The Rs 450 crore Mars Orbiter Mission was launched on PSLV-C25 in 2013.(File)

Bengaluru:

India’s Mars Orbiter ship has run out of propulsion and its battery has gone beyond the safe limit, fueling speculation that the country’s first interplanetary mission, ‘Mangalyaan’, may have finally completed its long strokes.

The Rs 450 crore Mars Orbiter Mission was launched on PSLV-C25 on November five, 2013, and the MOM spacecraft was successfully placed into Mars orbit on September 24, 2014 in its first attempt.

“Right now there’s no fuel. The satellite battery is flat,” sources at the Indian Space Research Organization (ISRO) told PTI. “Connection lost”.

However, there has been no official statement from the country’s national space agency, which is headquartered here.

With fuel on board, ISRO has been performing orbital maneuvers in the past to get the MOM spacecraft into a new orbit to avoid an impending eclipse.

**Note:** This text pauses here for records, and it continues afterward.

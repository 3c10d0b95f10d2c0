//! Operation traits

mod sparse_conv;

pub use sparse_conv::SparseConvOps;
//! Gather-matmul-scatter convolution, forward and backward

use super::for_each_row_chunk;
use crate::dtype::Element;
use crate::error::{Error, Result};
use crate::ops::conv_common::{validate_bias_length, validate_weight};
use crate::runtime::allocator::{alloc_filled, alloc_vec, alloc_zeroed};
use crate::runtime::cpu::CpuClient;
use crate::runtime::cpu::kernels::{
    gather_rows_kernel, matmul_acc_kernel, matmul_at_acc_kernel, matmul_bt_acc_kernel,
    scatter_add_rows_kernel,
};
use crate::sparse::Rulebook;
use crate::tensor::{DenseTensor, FeatureMatrix};
#[cfg(feature = "rayon")]
use rayon::prelude::*;

/// Sparse convolution forward pass
///
/// `features` is `[N_in, C_in]` with rows aligned to the rulebook's input
/// sites, `weight` is `[*kernel_size, C_in, C_out]` or
/// `[kernel_volume, C_in, C_out]` in canonical offset order and `bias` is
/// `[C_out]`. Returns `[N_out, C_out]` aligned to the output sites.
///
/// # Errors
///
/// - `ShapeMismatch` / `ChannelMismatch` for inconsistent operands, checked
///   before any compute
/// - `Integrity` if the rulebook references a site outside the operands
pub fn gather_scatter_forward<T: Element>(
    client: &CpuClient,
    features: &FeatureMatrix<T>,
    rulebook: &Rulebook,
    weight: &DenseTensor<T>,
    bias: Option<&DenseTensor<T>>,
) -> Result<FeatureMatrix<T>> {
    const OP: &str = "gather_scatter_forward";

    let (c_in, c_out) = validate_weight(weight.shape(), rulebook.geometry(), features.cols(), OP)?;
    if let Some(bias) = bias {
        validate_bias_length(bias.shape(), c_out, OP)?;
    }
    let n_in = rulebook.input_sites().len();
    let n_out = rulebook.output_sites().len();
    if features.rows() != n_in {
        return Err(Error::shape_mismatch(&[n_in, c_in], &features.shape()));
    }
    rulebook.validate_sizes(n_in, n_out)?;

    let span = tracing::debug_span!(
        "gather_scatter_forward",
        mode = %rulebook.mode(),
        n_in,
        n_out,
        c_in,
        c_out,
        pairs = rulebook.total_pairs()
    );
    let _guard = span.enter();

    let mut acc = alloc_filled(n_out * c_out, T::acc_zero())?;

    if c_in > 0 && c_out > 0 {
        let max_pairs = rulebook.max_pairs();
        let mut gathered: Vec<T> = alloc_zeroed(max_pairs * c_in)?;
        let mut products = alloc_filled(max_pairs * c_out, T::acc_zero())?;
        let x = features.as_slice();
        let w_len = c_in * c_out;

        for (offset, pairs) in rulebook.all_pairs().iter().enumerate() {
            if pairs.is_empty() {
                continue;
            }
            let w_k = &weight.as_slice()[offset * w_len..(offset + 1) * w_len];
            for_each_row_chunk(
                client,
                pairs.input(),
                &mut gathered,
                c_in,
                &mut products,
                c_out,
                |rows, g, o| {
                    gather_rows_kernel(x, c_in, rows, g);
                    o.fill(T::acc_zero());
                    matmul_acc_kernel(g, w_k, o, rows.len(), c_out, c_in);
                },
            );
            scatter_add_rows_kernel(
                &products[..pairs.len() * c_out],
                c_out,
                pairs.output(),
                &mut acc,
            );
        }
    }

    let mut out = alloc_vec(n_out * c_out)?;
    match bias {
        Some(bias) => {
            let b = bias.as_slice();
            for row in acc.chunks_exact(c_out.max(1)) {
                out.extend(
                    row.iter()
                        .zip(b)
                        .map(|(&v, &bv)| T::from_acc(v + bv.to_acc())),
                );
            }
        }
        None => out.extend(acc.iter().map(|&v| T::from_acc(v))),
    }

    tracing::debug!(n_out, "sparse convolution forward done");
    FeatureMatrix::from_vec(out, n_out, c_out)
}

/// Sparse convolution backward pass
///
/// Returns `(grad_input, grad_weight, grad_bias)`:
///
/// - `grad_input[N_in, C_in]`: the mirrored gather-scatter, gathering output
///   gradients by output index, multiplying by each weight slice transposed
///   and scatter-adding by input index
/// - `grad_weight`: same shape as `weight`; slice `k` is
///   `gathered_input^T @ gathered_grad_output` over offset `k`'s pairs
/// - `grad_bias[C_out]`: column sum of `grad_output`
///
/// Weight-gradient slices are independent and computed in parallel over
/// offsets. The input gradient follows the forward accumulation order.
pub fn gather_scatter_backward<T: Element>(
    client: &CpuClient,
    features: &FeatureMatrix<T>,
    rulebook: &Rulebook,
    weight: &DenseTensor<T>,
    grad_output: &FeatureMatrix<T>,
) -> Result<(FeatureMatrix<T>, DenseTensor<T>, DenseTensor<T>)> {
    const OP: &str = "gather_scatter_backward";

    let (c_in, c_out) = validate_weight(weight.shape(), rulebook.geometry(), features.cols(), OP)?;
    let n_in = rulebook.input_sites().len();
    let n_out = rulebook.output_sites().len();
    if features.rows() != n_in {
        return Err(Error::shape_mismatch(&[n_in, c_in], &features.shape()));
    }
    if grad_output.shape() != [n_out, c_out] {
        return Err(Error::shape_mismatch(&[n_out, c_out], &grad_output.shape()));
    }
    rulebook.validate_sizes(n_in, n_out)?;

    let span = tracing::debug_span!(
        "gather_scatter_backward",
        mode = %rulebook.mode(),
        n_in,
        n_out,
        c_in,
        c_out,
        pairs = rulebook.total_pairs()
    );
    let _guard = span.enter();

    let x = features.as_slice();
    let dy = grad_output.as_slice();
    let w_len = c_in * c_out;

    let mut grad_w_acc = alloc_filled(rulebook.num_offsets() * w_len, T::acc_zero())?;
    let mut grad_in_acc = alloc_filled(n_in * c_in, T::acc_zero())?;

    if c_in > 0 && c_out > 0 {
        weight_grad(client, x, dy, rulebook, c_in, c_out, &mut grad_w_acc)?;

        let max_pairs = rulebook.max_pairs();
        let mut gathered: Vec<T> = alloc_zeroed(max_pairs * c_out)?;
        let mut products = alloc_filled(max_pairs * c_in, T::acc_zero())?;
        for (offset, pairs) in rulebook.all_pairs().iter().enumerate() {
            if pairs.is_empty() {
                continue;
            }
            let w_k = &weight.as_slice()[offset * w_len..(offset + 1) * w_len];
            for_each_row_chunk(
                client,
                pairs.output(),
                &mut gathered,
                c_out,
                &mut products,
                c_in,
                |rows, g, o| {
                    gather_rows_kernel(dy, c_out, rows, g);
                    o.fill(T::acc_zero());
                    matmul_bt_acc_kernel(g, w_k, o, rows.len(), c_out, c_in);
                },
            );
            scatter_add_rows_kernel(
                &products[..pairs.len() * c_in],
                c_in,
                pairs.input(),
                &mut grad_in_acc,
            );
        }
    }

    let mut bias_acc = alloc_filled(c_out, T::acc_zero())?;
    if c_out > 0 {
        for row in dy.chunks_exact(c_out) {
            for (b, &g) in bias_acc.iter_mut().zip(row) {
                *b = *b + g.to_acc();
            }
        }
    }

    let grad_input = FeatureMatrix::from_vec(narrow::<T>(&grad_in_acc)?, n_in, c_in)?;
    let grad_weight = DenseTensor::from_vec(narrow::<T>(&grad_w_acc)?, weight.shape())?;
    let grad_bias = DenseTensor::from_vec(narrow::<T>(&bias_acc)?, [c_out])?;

    tracing::debug!(n_in, "sparse convolution backward done");
    Ok((grad_input, grad_weight, grad_bias))
}

fn weight_grad<T: Element>(
    client: &CpuClient,
    x: &[T],
    dy: &[T],
    rulebook: &Rulebook,
    c_in: usize,
    c_out: usize,
    grad_w: &mut [T::Acc],
) -> Result<()> {
    let w_len = c_in * c_out;
    let slice_grad = |offset: usize, slot: &mut [T::Acc]| -> Result<()> {
        let pairs = rulebook.pairs(offset);
        if pairs.is_empty() {
            return Ok(());
        }
        let mut gx: Vec<T> = alloc_zeroed(pairs.len() * c_in)?;
        let mut gdy: Vec<T> = alloc_zeroed(pairs.len() * c_out)?;
        gather_rows_kernel(x, c_in, pairs.input(), &mut gx);
        gather_rows_kernel(dy, c_out, pairs.output(), &mut gdy);
        matmul_at_acc_kernel(&gx, &gdy, slot, pairs.len(), c_out, c_in);
        Ok(())
    };

    #[cfg(feature = "rayon")]
    {
        if !client.is_sequential() && rulebook.total_pairs() > client.rayon_min_len() {
            return client.install_parallelism(|| {
                grad_w
                    .par_chunks_mut(w_len)
                    .enumerate()
                    .try_for_each(|(offset, slot)| slice_grad(offset, slot))
            });
        }
    }

    #[cfg(not(feature = "rayon"))]
    let _ = client;

    for (offset, slot) in grad_w.chunks_exact_mut(w_len).enumerate() {
        slice_grad(offset, slot)?;
    }
    Ok(())
}

fn narrow<T: Element>(acc: &[T::Acc]) -> Result<Vec<T>> {
    let mut out = alloc_vec(acc.len())?;
    out.extend(acc.iter().map(|&v| T::from_acc(v)));
    Ok(out)
}
#[cfg(test)]
mod tests {
    use super::*;
    use crate::runtime::ParallelismConfig;
    use crate::sparse::GridPolicy;

    fn sites_2d(coords: &[[i32; 3]], shape: [usize; 2], batch: usize) -> Arc<CoordinateSet> {
        let indices: Vec<i32> = coords.iter().flatten().copied().collect();
        Arc::new(CoordinateSet::new(indices, shape, batch).unwrap())
    }

    fn pair_list(rulebook: &Rulebook, offset: usize) -> Vec<(usize, usize)> {
        rulebook.pairs(offset).iter().collect()
    }

    #[test]
    fn test_submanifold_two_sites() {
        let client = CpuClient::new();
        let input = sites_2d(&[[0, 0, 0], [0, 1, 1]], [4, 4], 1);
        let geometry = ConvGeometry::submanifold(2, 3);
        let rb = build_rulebook(&client, &input, &geometry, ConvMode::Submanifold).unwrap();

        assert!(Arc::ptr_eq(rb.output_sites(), &input));
        assert_eq!(rb.num_offsets(), 9);
        // center offset pairs every site with itself
        assert_eq!(pair_list(&rb, 4), vec![(0, 0), (1, 1)]);
        // kernel index (2, 2): input = output + (1, 1)
        assert_eq!(pair_list(&rb, 8), vec![(1, 0)]);
        // kernel index (0, 0): input = output - (1, 1)
        assert_eq!(pair_list(&rb, 0), vec![(0, 1)]);
        assert_eq!(rb.total_pairs(), 4);
    }

    #[test]
    fn test_regular_downsample_1d() {
        let client = CpuClient::new();
        let indices: Vec<i32> = [0, 1, 5, 6, 7].iter().flat_map(|&x| [0, x]).collect();
        let input = Arc::new(CoordinateSet::new(indices, [8], 1).unwrap());
        let geometry = ConvGeometry::uniform(1, 2, 2, 0, 1);
        let rb = build_rulebook(&client, &input, &geometry, ConvMode::Regular).unwrap();

        // outputs discovered in input order: x=0 -> 0, x=5 -> 2, x=6 -> 3
        assert_eq!(rb.output_sites().as_slice(), &[0, 0, 0, 2, 0, 3]);
        assert_eq!(rb.output_sites().spatial_shape().as_slice(), &[4]);
        assert_eq!(pair_list(&rb, 0), vec![(0, 0), (3, 2)]);
        assert_eq!(pair_list(&rb, 1), vec![(1, 0), (2, 1), (4, 2)]);
    }

    #[test]
    fn test_regular_keeps_batches_apart() {
        let client = CpuClient::new();
        let input = sites_2d(&[[0, 1, 1], [1, 1, 1]], [4, 4], 2);
        let geometry = ConvGeometry::uniform(2, 3, 2, 1, 1);
        let rb = build_rulebook(&client, &input, &geometry, ConvMode::Regular).unwrap();
        for pairs in rb.all_pairs() {
            for (i, o) in pairs.iter() {
                assert_eq!(input.coord(i)[0], rb.output_sites().coord(o)[0]);
            }
        }
        assert!(rb.output_sites().len() >= 2);
    }

    #[test]
    fn test_transposed_upsample_1d() {
        let client = CpuClient::new();
        let indices: Vec<i32> = vec![0, 0, 0, 2];
        let input = Arc::new(CoordinateSet::new(indices, [4], 1).unwrap());
        let geometry = ConvGeometry::uniform(1, 2, 2, 0, 1);
        let rb = build_rulebook(&client, &input, &geometry, ConvMode::Transposed).unwrap();
        assert_eq!(rb.output_sites().spatial_shape().as_slice(), &[8]);
        assert_eq!(rb.output_sites().as_slice(), &[0, 0, 0, 1, 0, 4, 0, 5]);
        assert_eq!(pair_list(&rb, 0), vec![(0, 0), (1, 2)]);
        assert_eq!(pair_list(&rb, 1), vec![(0, 1), (1, 3)]);
    }

    #[test]
    fn test_build_is_deterministic_across_policies_and_threads() {
        let coords: Vec<[i32; 3]> = (0..200)
            .map(|i| [i % 2, (i * 7) % 16, (i * 13) % 16])
            .collect::<std::collections::BTreeSet<_>>()
            .into_iter()
            .collect();
        let input = sites_2d(&coords, [16, 16], 2);
        let geometry = ConvGeometry::uniform(2, 3, 2, 1, 1);

        let serial = CpuClient::new()
            .with_parallelism(ParallelismConfig::sequential())
            .with_grid_policy(GridPolicy::Dense);
        let parallel = CpuClient::new()
            .with_parallelism(ParallelismConfig::new(Some(4), Some(8)))
            .with_grid_policy(GridPolicy::Hash);

        let a = build_rulebook(&serial, &input, &geometry, ConvMode::Regular).unwrap();
        let b = build_rulebook(&parallel, &input, &geometry, ConvMode::Regular).unwrap();
        assert_eq!(a, b);
    }

    #[test]
    fn test_invert_rulebook() {
        let client = CpuClient::new();
        let input = sites_2d(&[[0, 0, 0], [0, 3, 2], [0, 2, 2]], [4, 4], 1);
        let geometry = ConvGeometry::uniform(2, 2, 2, 0, 1);
        let forward = build_rulebook(&client, &input, &geometry, ConvMode::Regular).unwrap();
        let inverse = invert_rulebook(&forward).unwrap();
        assert!(inverse.output_sites().same_sites(&input));
        assert_eq!(inverse.total_pairs(), forward.total_pairs());
        assert!(invert_rulebook(&inverse).is_err());
    }

    #[test]
    fn test_build_rejects_inverse_mode() {
        let client = CpuClient::new();
        let input = sites_2d(&[[0, 0, 0]], [4, 4], 1);
        let geometry = ConvGeometry::uniform(2, 2, 2, 0, 1);
        assert!(build_rulebook(&client, &input, &geometry, ConvMode::Inverse).is_err());
    }

    #[test]
    fn test_empty_input() {
        let client = CpuClient::new();
        let input = Arc::new(CoordinateSet::empty([4, 4], 1).unwrap());
        let geometry = ConvGeometry::uniform(2, 3, 1, 1, 1);
        let rb = build_rulebook(&client, &input, &geometry, ConvMode::Regular).unwrap();
        assert!(rb.output_sites().is_empty());
        assert_eq!(rb.num_offsets(), 9);
        assert_eq!(rb.total_pairs(), 0);
    }
}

“But there have been back-to-back eclipses, including one that lasted for seven and a half hours recently,” officials said, noting that all the propellant on the aging satellite had been consumed, provided its name was not disclosed.

“Since the satellite battery is designed to only handle an eclipse time of approximately one hour and 40 minutes, a longer eclipse will push the battery beyond the safe limit,” said another official.

ISRO officials noted that the Mars orbiter had operated for almost eight years, well beyond its designed six-month mission life.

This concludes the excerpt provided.